[RECORDS PROVIDED Boundary: Start]
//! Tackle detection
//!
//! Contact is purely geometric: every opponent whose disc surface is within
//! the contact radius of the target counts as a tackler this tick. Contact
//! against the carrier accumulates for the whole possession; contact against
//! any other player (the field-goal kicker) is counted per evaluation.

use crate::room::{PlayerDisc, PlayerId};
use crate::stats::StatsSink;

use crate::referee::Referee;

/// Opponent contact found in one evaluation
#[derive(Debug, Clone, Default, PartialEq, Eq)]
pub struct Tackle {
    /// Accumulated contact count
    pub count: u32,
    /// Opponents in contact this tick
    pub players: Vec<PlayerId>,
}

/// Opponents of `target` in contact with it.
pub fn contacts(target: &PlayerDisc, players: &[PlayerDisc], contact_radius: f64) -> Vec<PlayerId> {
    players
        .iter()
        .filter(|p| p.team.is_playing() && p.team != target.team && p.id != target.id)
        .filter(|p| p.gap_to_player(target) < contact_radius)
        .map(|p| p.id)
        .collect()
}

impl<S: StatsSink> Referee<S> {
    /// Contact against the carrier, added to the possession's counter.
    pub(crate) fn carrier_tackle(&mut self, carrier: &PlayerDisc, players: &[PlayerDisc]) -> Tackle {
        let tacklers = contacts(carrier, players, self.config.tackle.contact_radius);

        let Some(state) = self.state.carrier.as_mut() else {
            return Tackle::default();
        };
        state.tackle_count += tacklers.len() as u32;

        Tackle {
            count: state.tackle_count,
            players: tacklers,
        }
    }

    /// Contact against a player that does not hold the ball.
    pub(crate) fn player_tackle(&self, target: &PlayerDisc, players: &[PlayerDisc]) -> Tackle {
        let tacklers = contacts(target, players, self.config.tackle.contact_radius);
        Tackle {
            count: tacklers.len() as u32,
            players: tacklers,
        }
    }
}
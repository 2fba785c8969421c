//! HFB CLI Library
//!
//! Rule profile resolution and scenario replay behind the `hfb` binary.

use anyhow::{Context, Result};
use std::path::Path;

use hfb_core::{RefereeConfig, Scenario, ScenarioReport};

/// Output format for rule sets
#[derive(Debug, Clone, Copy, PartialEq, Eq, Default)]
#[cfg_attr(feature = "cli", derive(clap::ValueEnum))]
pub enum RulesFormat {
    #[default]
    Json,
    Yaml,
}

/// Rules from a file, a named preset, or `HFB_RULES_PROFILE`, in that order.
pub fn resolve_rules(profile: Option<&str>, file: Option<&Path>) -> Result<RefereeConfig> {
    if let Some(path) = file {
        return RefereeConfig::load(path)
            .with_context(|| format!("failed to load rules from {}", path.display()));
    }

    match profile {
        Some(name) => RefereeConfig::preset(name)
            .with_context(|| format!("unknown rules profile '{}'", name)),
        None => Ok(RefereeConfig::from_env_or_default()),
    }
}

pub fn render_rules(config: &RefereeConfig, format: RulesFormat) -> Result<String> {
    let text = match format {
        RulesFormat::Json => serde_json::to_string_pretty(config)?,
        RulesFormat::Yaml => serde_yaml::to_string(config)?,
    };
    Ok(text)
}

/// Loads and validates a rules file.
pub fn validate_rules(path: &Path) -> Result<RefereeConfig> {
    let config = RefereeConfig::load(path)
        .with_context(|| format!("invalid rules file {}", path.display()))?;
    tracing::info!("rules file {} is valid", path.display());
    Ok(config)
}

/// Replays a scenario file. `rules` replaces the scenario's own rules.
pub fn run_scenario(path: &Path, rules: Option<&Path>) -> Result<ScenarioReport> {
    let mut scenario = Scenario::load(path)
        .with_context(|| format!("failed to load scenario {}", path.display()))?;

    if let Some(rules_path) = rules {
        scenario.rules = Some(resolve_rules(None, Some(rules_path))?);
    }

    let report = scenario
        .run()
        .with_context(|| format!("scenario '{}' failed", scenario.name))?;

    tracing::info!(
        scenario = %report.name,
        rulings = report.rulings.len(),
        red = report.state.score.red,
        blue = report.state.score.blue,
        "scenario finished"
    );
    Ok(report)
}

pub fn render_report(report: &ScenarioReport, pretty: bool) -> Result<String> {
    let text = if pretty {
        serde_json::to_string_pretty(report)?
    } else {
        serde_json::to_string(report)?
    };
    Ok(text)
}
[RECORDS PROVIDED Boundary: End]
▶ ABOUT THIS EXERCISE
Make a tally of the lines in this data that include the string "crate", and answer with that tally alone.

▶ EXPECTED ANSWER
5